• What is expected: Could you please count how many lines in the data below hold the string "RunResult"? Reply with only the number.

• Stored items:
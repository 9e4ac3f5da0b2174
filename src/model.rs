//! Data model for a costing run.
//!
//! Coordinates are `(latitude, longitude)` tuples throughout the crate. The
//! provider's `[longitude, latitude]` convention only exists inside
//! [`crate::osrm`].

use serde::{Deserialize, Serialize};

use crate::error::PlanError;
use crate::polyline::Polyline;

/// One candidate delivery leg as handed over by the data layer.
#[derive(Debug, Clone, PartialEq, Serialize, Deserialize)]
pub struct CoordinateRecord {
    pub client: String,
    pub destination_label: String,
    /// Distribution center identifier.
    #[serde(default)]
    pub cd: String,
    #[serde(default)]
    pub origin_label: String,
    /// Distribution center (lat, lng).
    pub origin: (f64, f64),
    /// Customer (lat, lng).
    pub destination: (f64, f64),
}

impl CoordinateRecord {
    pub fn new(
        client: impl Into<String>,
        destination_label: impl Into<String>,
        origin: (f64, f64),
        destination: (f64, f64),
    ) -> Self {
        Self {
            client: client.into(),
            destination_label: destination_label.into(),
            cd: String::new(),
            origin_label: String::new(),
            origin,
            destination,
        }
    }

    /// Names the distribution center the leg departs from.
    pub fn with_origin_site(
        mut self,
        cd: impl Into<String>,
        origin_label: impl Into<String>,
    ) -> Self {
        self.cd = cd.into();
        self.origin_label = origin_label.into();
        self
    }

    pub fn validate(&self) -> Result<(), PlanError> {
        if self.client.trim().is_empty() {
            return Err(PlanError::EmptyClient);
        }

        check_range(&self.client, "origin latitude", self.origin.0, 90.0)?;
        check_range(&self.client, "origin longitude", self.origin.1, 180.0)?;
        check_range(&self.client, "destination latitude", self.destination.0, 90.0)?;
        check_range(&self.client, "destination longitude", self.destination.1, 180.0)
    }
}

fn check_range(
    client: &str,
    field: &'static str,
    value: f64,
    limit: f64,
) -> Result<(), PlanError> {
    if value.is_finite() && value.abs() <= limit {
        Ok(())
    } else {
        Err(PlanError::InvalidCoordinate {
            client: client.to_string(),
            field,
            value,
        })
    }
}

/// Returns true when `point` is a usable (lat, lng) pair.
pub fn is_valid_point(point: (f64, f64)) -> bool {
    point.0.is_finite() && point.1.is_finite() && point.0.abs() <= 90.0 && point.1.abs() <= 180.0
}

/// Fuel profile of a vehicle.
#[derive(Debug, Clone, PartialEq, Serialize, Deserialize)]
pub struct VehicleProfile {
    pub id: String,
    /// Kilometres driven per litre.
    pub consumption_km_per_l: f64,
    /// Currency per litre.
    pub fuel_price: f64,
    pub capacity: Option<f64>,
}

impl VehicleProfile {
    pub fn new(id: impl Into<String>, consumption_km_per_l: f64, fuel_price: f64) -> Self {
        Self {
            id: id.into(),
            consumption_km_per_l,
            fuel_price,
            capacity: None,
        }
    }

    pub fn with_capacity(mut self, capacity: f64) -> Self {
        self.capacity = Some(capacity);
        self
    }

    /// Rejects profiles that would divide by zero or produce negative costs.
    pub fn validate(&self) -> Result<(), PlanError> {
        if !(self.consumption_km_per_l.is_finite() && self.consumption_km_per_l > 0.0) {
            return Err(PlanError::InvalidConsumption {
                vehicle: self.id.clone(),
                value: self.consumption_km_per_l,
            });
        }
        if !(self.fuel_price.is_finite() && self.fuel_price >= 0.0) {
            return Err(PlanError::InvalidFuelPrice {
                vehicle: self.id.clone(),
                value: self.fuel_price,
            });
        }
        if let Some(capacity) = self.capacity {
            if !(capacity.is_finite() && capacity >= 0.0) {
                return Err(PlanError::InvalidCapacity {
                    vehicle: self.id.clone(),
                    value: capacity,
                });
            }
        }
        Ok(())
    }
}

/// Fixed catalog of vehicles a run can pick from, in insertion order.
#[derive(Debug, Clone, Default, PartialEq, Serialize, Deserialize)]
pub struct VehicleCatalog {
    vehicles: Vec<VehicleProfile>,
}

impl VehicleCatalog {
    pub fn new() -> Self {
        Self::default()
    }

    /// Adds a profile; a later profile with the same id is ignored, matching
    /// the first-row lookup of the source table.
    pub fn insert(&mut self, profile: VehicleProfile) {
        if self.vehicles.iter().all(|existing| existing.id != profile.id) {
            self.vehicles.push(profile);
        }
    }

    pub fn get(&self, id: &str) -> Result<&VehicleProfile, PlanError> {
        self.vehicles
            .iter()
            .find(|vehicle| vehicle.id == id)
            .ok_or_else(|| PlanError::UnknownVehicle(id.to_string()))
    }

    pub fn ids(&self) -> impl Iterator<Item = &str> {
        self.vehicles.iter().map(|vehicle| vehicle.id.as_str())
    }

    pub fn len(&self) -> usize {
        self.vehicles.len()
    }

    pub fn is_empty(&self) -> bool {
        self.vehicles.is_empty()
    }
}

impl FromIterator<VehicleProfile> for VehicleCatalog {
    fn from_iter<I: IntoIterator<Item = VehicleProfile>>(iter: I) -> Self {
        let mut catalog = Self::new();
        for profile in iter {
            catalog.insert(profile);
        }
        catalog
    }
}

#[derive(Debug, Clone, Copy, PartialEq, Eq, Serialize, Deserialize)]
#[serde(rename_all = "lowercase")]
pub enum RunMode {
    /// Every leg departs from the distribution center.
    Route,
    /// Legs are chained in proximity order.
    Trip,
}

/// A single point-to-point request.
#[derive(Debug, Clone, PartialEq)]
pub struct LegRequest {
    pub index: usize,
    pub client: String,
    pub cd: String,
    pub origin_label: String,
    pub destination_label: String,
    pub origin: (f64, f64),
    pub destination: (f64, f64),
}

impl LegRequest {
    /// Leg towards `record`'s destination, departing from the given point.
    pub fn from_record(
        index: usize,
        record: &CoordinateRecord,
        origin: (f64, f64),
        origin_label: &str,
    ) -> Self {
        Self {
            index,
            client: record.client.clone(),
            cd: record.cd.clone(),
            origin_label: origin_label.to_string(),
            destination_label: record.destination_label.clone(),
            origin,
            destination: record.destination,
        }
    }
}

#[derive(Debug, Clone, PartialEq, Serialize, Deserialize)]
pub struct LegOutcome {
    pub index: usize,
    pub client: String,
    pub cd: String,
    pub origin_label: String,
    pub destination_label: String,
    pub origin: (f64, f64),
    pub destination: (f64, f64),
    pub polyline: Polyline,
    pub distance_km: f64,
    pub duration_min: f64,
    pub fuel_liters: f64,
    pub cost: f64,
    pub success: bool,
}

impl LegOutcome {
    /// Placeholder for a leg the provider could not route.
    pub fn failed(request: &LegRequest) -> Self {
        Self {
            index: request.index,
            client: request.client.clone(),
            cd: request.cd.clone(),
            origin_label: request.origin_label.clone(),
            destination_label: request.destination_label.clone(),
            origin: request.origin,
            destination: request.destination,
            polyline: Polyline::new(Vec::new()),
            distance_km: 0.0,
            duration_min: 0.0,
            fuel_liters: 0.0,
            cost: 0.0,
            success: false,
        }
    }
}

#[derive(Debug, Clone, Default, PartialEq, Serialize, Deserialize)]
pub struct RunTotals {
    pub total_cost: f64,
    pub total_time_min: f64,
    pub total_fuel_liters: f64,
    pub total_distance_km: f64,
    pub attempted: usize,
    pub succeeded: usize,
}

impl RunTotals {
    pub fn record(&mut self, outcome: &LegOutcome) {
        self.attempted += 1;
        if !outcome.success {
            return;
        }
        self.succeeded += 1;
        self.total_cost += outcome.cost;
        self.total_time_min += outcome.duration_min;
        self.total_fuel_liters += outcome.fuel_liters;
        self.total_distance_km += outcome.distance_km;
    }

    pub fn failed(&self) -> usize {
        self.attempted.saturating_sub(self.succeeded)
    }
}

/// A trip destination with its straight-line distance from the origin.
#[derive(Debug, Clone, PartialEq, Serialize, Deserialize)]
pub struct SequencedStop {
    /// Position of the record in the caller's input.
    pub input_index: usize,
    pub record: CoordinateRecord,
    pub geodesic_km: f64,
}

#[derive(Debug, Clone, PartialEq, Serialize, Deserialize)]
pub struct RunResult {
    pub mode: RunMode,
    pub legs: Vec<LegOutcome>,
    pub totals: RunTotals,
    /// Visiting order, trip mode only.
    pub sequence: Option<Vec<SequencedStop>>,
    /// Mean of every origin and destination of the run.
    pub center: Option<(f64, f64)>,
}

impl RunResult {
    pub fn failed_legs(&self) -> impl Iterator<Item = &LegOutcome> {
        self.legs.iter().filter(|leg| !leg.success)
    }
}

• Result for this exercise: 2